• _WHAT THE TASK ASKS_:
Set down all of the data exactly as it appears.
##############################
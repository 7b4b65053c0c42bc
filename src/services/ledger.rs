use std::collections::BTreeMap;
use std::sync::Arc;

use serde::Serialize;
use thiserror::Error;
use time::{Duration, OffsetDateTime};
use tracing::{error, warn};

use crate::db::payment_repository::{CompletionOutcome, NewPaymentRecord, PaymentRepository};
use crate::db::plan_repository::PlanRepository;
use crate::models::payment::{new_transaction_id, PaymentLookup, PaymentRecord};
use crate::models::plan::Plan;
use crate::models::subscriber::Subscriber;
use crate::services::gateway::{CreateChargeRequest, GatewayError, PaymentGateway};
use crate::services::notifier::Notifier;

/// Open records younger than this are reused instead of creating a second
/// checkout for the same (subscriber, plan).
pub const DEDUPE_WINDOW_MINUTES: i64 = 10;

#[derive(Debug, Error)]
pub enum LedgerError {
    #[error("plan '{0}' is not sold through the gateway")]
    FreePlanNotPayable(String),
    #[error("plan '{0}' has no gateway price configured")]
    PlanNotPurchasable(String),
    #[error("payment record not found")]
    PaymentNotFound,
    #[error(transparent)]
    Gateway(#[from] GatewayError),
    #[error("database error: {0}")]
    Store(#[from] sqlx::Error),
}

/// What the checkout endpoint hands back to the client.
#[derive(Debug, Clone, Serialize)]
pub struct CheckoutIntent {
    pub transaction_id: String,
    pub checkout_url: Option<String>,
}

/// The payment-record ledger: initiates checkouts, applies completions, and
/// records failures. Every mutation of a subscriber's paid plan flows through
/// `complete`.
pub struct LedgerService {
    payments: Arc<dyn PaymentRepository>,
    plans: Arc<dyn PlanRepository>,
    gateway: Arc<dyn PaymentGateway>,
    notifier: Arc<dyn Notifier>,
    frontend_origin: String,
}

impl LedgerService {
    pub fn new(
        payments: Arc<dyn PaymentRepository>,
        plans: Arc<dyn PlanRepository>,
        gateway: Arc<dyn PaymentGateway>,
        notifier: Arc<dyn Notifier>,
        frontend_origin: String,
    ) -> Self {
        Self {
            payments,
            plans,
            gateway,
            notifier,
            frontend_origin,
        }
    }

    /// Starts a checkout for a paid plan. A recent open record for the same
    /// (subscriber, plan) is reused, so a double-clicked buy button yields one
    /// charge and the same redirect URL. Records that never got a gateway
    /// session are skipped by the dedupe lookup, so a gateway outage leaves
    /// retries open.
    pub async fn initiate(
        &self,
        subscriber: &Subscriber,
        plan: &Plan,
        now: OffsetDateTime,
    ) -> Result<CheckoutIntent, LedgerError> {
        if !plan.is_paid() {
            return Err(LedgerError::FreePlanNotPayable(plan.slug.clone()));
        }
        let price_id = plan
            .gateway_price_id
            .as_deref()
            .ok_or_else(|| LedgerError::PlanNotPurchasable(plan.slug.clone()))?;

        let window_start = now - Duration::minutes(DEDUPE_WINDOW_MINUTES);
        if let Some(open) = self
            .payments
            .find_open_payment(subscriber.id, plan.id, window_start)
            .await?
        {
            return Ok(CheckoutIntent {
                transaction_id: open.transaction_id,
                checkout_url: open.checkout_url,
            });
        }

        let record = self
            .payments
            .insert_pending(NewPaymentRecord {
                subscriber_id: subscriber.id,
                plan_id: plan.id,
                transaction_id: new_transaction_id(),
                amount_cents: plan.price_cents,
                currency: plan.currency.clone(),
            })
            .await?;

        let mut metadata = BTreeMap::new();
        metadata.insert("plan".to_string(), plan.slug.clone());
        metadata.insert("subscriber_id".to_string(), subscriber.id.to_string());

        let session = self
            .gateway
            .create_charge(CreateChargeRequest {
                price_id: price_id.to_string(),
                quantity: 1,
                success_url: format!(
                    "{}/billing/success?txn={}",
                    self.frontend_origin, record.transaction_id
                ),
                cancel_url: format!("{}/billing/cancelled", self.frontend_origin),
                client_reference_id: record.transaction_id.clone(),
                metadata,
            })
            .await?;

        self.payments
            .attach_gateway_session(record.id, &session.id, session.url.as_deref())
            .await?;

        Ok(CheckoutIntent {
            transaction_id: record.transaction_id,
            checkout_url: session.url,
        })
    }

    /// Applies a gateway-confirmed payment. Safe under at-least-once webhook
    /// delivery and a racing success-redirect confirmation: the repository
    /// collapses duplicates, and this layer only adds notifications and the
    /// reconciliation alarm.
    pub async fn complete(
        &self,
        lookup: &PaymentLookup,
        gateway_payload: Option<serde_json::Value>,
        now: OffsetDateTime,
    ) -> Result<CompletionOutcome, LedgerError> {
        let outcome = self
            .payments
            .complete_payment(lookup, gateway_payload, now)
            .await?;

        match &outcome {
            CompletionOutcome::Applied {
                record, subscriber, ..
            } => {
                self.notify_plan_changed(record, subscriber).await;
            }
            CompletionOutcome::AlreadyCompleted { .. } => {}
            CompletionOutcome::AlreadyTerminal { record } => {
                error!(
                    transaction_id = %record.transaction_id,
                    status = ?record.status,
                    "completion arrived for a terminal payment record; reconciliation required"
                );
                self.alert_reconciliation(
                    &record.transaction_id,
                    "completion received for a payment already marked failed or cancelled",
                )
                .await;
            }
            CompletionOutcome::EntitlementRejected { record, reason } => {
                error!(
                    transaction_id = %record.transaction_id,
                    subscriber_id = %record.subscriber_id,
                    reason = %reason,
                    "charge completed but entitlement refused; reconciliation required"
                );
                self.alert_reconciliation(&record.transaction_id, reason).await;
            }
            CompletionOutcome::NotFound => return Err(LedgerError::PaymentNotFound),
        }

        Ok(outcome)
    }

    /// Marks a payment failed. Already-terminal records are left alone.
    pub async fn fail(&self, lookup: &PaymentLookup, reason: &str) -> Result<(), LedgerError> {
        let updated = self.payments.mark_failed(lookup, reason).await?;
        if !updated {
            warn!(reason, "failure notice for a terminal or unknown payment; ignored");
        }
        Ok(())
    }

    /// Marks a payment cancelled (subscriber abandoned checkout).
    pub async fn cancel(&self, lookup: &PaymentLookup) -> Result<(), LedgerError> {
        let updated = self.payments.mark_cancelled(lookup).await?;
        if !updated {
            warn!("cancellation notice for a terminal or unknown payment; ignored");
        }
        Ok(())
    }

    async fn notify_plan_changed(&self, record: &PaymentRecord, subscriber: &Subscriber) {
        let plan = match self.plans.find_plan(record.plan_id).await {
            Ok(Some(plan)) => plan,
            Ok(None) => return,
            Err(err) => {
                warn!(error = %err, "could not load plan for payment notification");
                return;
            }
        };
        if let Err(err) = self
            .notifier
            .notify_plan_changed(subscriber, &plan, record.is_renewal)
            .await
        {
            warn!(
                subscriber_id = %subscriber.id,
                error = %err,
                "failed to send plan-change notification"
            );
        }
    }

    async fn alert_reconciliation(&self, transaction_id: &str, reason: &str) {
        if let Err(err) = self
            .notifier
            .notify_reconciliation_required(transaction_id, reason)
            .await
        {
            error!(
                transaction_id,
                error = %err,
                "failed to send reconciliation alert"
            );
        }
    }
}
##############################
• _ANSWER FOR THE TASK_:
repository 7b4b65053c0c42bc
filename src/services/ledger.rs
use std::collections::BTreeMap;
use std::sync::Arc;

use serde::Serialize;
use thiserror::Error;
use time::{Duration, OffsetDateTime};
use tracing::{error, warn};

use crate::db::payment_repository::{CompletionOutcome, NewPaymentRecord, PaymentRepository};
use crate::db::plan_repository::PlanRepository;
use crate::models::payment::{new_transaction_id, PaymentLookup, PaymentRecord};
use crate::models::plan::Plan;
use crate::models::subscriber::Subscriber;
use crate::services::gateway::{CreateChargeRequest, GatewayError, PaymentGateway};
use crate::services::notifier::Notifier;

/// Open records younger than this are reused instead of creating a second
/// checkout for the same (subscriber, plan).
pub const DEDUPE_WINDOW_MINUTES: i64 = 10;

#[derive(Debug, Error)]
pub enum LedgerError {
    #[error("plan '{0}' is not sold through the gateway")]
    FreePlanNotPayable(String),
    #[error("plan '{0}' has no gateway price configured")]
    PlanNotPurchasable(String),
    #[error("payment record not found")]
    PaymentNotFound,
    #[error(transparent)]
    Gateway(#[from] GatewayError),
    #[error("database error: {0}")]
    Store(#[from] sqlx::Error),
}

/// What the checkout endpoint hands back to the client.
#[derive(Debug, Clone, Serialize)]
pub struct CheckoutIntent {
    pub transaction_id: String,
    pub checkout_url: Option<String>,
}

/// The payment-record ledger: initiates checkouts, applies completions, and
/// records failures. Every mutation of a subscriber's paid plan flows through
/// `complete`.
pub struct LedgerService {
    payments: Arc<dyn PaymentRepository>,
    plans: Arc<dyn PlanRepository>,
    gateway: Arc<dyn PaymentGateway>,
    notifier: Arc<dyn Notifier>,
    frontend_origin: String,
}

impl LedgerService {
    pub fn new(
        payments: Arc<dyn PaymentRepository>,
        plans: Arc<dyn PlanRepository>,
        gateway: Arc<dyn PaymentGateway>,
        notifier: Arc<dyn Notifier>,
        frontend_origin: String,
    ) -> Self {
        Self {
            payments,
            plans,
            gateway,
            notifier,
            frontend_origin,
        }
    }

    /// Starts a checkout for a paid plan. A recent open record for the same
    /// (subscriber, plan) is reused, so a double-clicked buy button yields one
    /// charge and the same redirect URL. Records that never got a gateway
    /// session are skipped by the dedupe lookup, so a gateway outage leaves
    /// retries open.
    pub async fn initiate(
        &self,
        subscriber: &Subscriber,
        plan: &Plan,
        now: OffsetDateTime,
    ) -> Result<CheckoutIntent, LedgerError> {
        if !plan.is_paid() {
            return Err(LedgerError::FreePlanNotPayable(plan.slug.clone()));
        }
        let price_id = plan
            .gateway_price_id
            .as_deref()
            .ok_or_else(|| LedgerError::PlanNotPurchasable(plan.slug.clone()))?;

        let window_start = now - Duration::minutes(DEDUPE_WINDOW_MINUTES);
        if let Some(open) = self
            .payments
            .find_open_payment(subscriber.id, plan.id, window_start)
            .await?
        {
            return Ok(CheckoutIntent {
                transaction_id: open.transaction_id,
                checkout_url: open.checkout_url,
            });
        }

        let record = self
            .payments
            .insert_pending(NewPaymentRecord {
                subscriber_id: subscriber.id,
                plan_id: plan.id,
                transaction_id: new_transaction_id(),
                amount_cents: plan.price_cents,
                currency: plan.currency.clone(),
            })
            .await?;

        let mut metadata = BTreeMap::new();
        metadata.insert("plan".to_string(), plan.slug.clone());
        metadata.insert("subscriber_id".to_string(), subscriber.id.to_string());

        let session = self
            .gateway
            .create_charge(CreateChargeRequest {
                price_id: price_id.to_string(),
                quantity: 1,
                success_url: format!(
                    "{}/billing/success?txn={}",
                    self.frontend_origin, record.transaction_id
                ),
                cancel_url: format!("{}/billing/cancelled", self.frontend_origin),
                client_reference_id: record.transaction_id.clone(),
                metadata,
            })
            .await?;

        self.payments
            .attach_gateway_session(record.id, &session.id, session.url.as_deref())
            .await?;

        Ok(CheckoutIntent {
            transaction_id: record.transaction_id,
            checkout_url: session.url,
        })
    }

    /// Applies a gateway-confirmed payment. Safe under at-least-once webhook
    /// delivery and a racing success-redirect confirmation: the repository
    /// collapses duplicates, and this layer only adds notifications and the
    /// reconciliation alarm.
    pub async fn complete(
        &self,
        lookup: &PaymentLookup,
        gateway_payload: Option<serde_json::Value>,
        now: OffsetDateTime,
    ) -> Result<CompletionOutcome, LedgerError> {
        let outcome = self
            .payments
            .complete_payment(lookup, gateway_payload, now)
            .await?;

        match &outcome {
            CompletionOutcome::Applied {
                record, subscriber, ..
            } => {
                self.notify_plan_changed(record, subscriber).await;
            }
            CompletionOutcome::AlreadyCompleted { .. } => {}
            CompletionOutcome::AlreadyTerminal { record } => {
                error!(
                    transaction_id = %record.transaction_id,
                    status = ?record.status,
                    "completion arrived for a terminal payment record; reconciliation required"
                );
                self.alert_reconciliation(
                    &record.transaction_id,
                    "completion received for a payment already marked failed or cancelled",
                )
                .await;
            }
            CompletionOutcome::EntitlementRejected { record, reason } => {
                error!(
                    transaction_id = %record.transaction_id,
                    subscriber_id = %record.subscriber_id,
                    reason = %reason,
                    "charge completed but entitlement refused; reconciliation required"
                );
                self.alert_reconciliation(&record.transaction_id, reason).await;
            }
            CompletionOutcome::NotFound => return Err(LedgerError::PaymentNotFound),
        }

        Ok(outcome)
    }

    /// Marks a payment failed. Already-terminal records are left alone.
    pub async fn fail(&self, lookup: &PaymentLookup, reason: &str) -> Result<(), LedgerError> {
        let updated = self.payments.mark_failed(lookup, reason).await?;
        if !updated {
            warn!(reason, "failure notice for a terminal or unknown payment; ignored");
        }
        Ok(())
    }

    /// Marks a payment cancelled (subscriber abandoned checkout).
    pub async fn cancel(&self, lookup: &PaymentLookup) -> Result<(), LedgerError> {
        let updated = self.payments.mark_cancelled(lookup).await?;
        if !updated {
            warn!("cancellation notice for a terminal or unknown payment; ignored");
        }
        Ok(())
    }

    async fn notify_plan_changed(&self, record: &PaymentRecord, subscriber: &Subscriber) {
        let plan = match self.plans.find_plan(record.plan_id).await {
            Ok(Some(plan)) => plan,
            Ok(None) => return,
            Err(err) => {
                warn!(error = %err, "could not load plan for payment notification");
                return;
            }
        };
        if let Err(err) = self
            .notifier
            .notify_plan_changed(subscriber, &plan, record.is_renewal)
            .await
        {
            warn!(
                subscriber_id = %subscriber.id,
                error = %err,
                "failed to send plan-change notification"
            );
        }
    }

    async fn alert_reconciliation(&self, transaction_id: &str, reason: &str) {
        if let Err(err) = self
            .notifier
            .notify_reconciliation_required(transaction_id, reason)
            .await
        {
            error!(
                transaction_id,
                error = %err,
                "failed to send reconciliation alert"
            );
        }
    }
}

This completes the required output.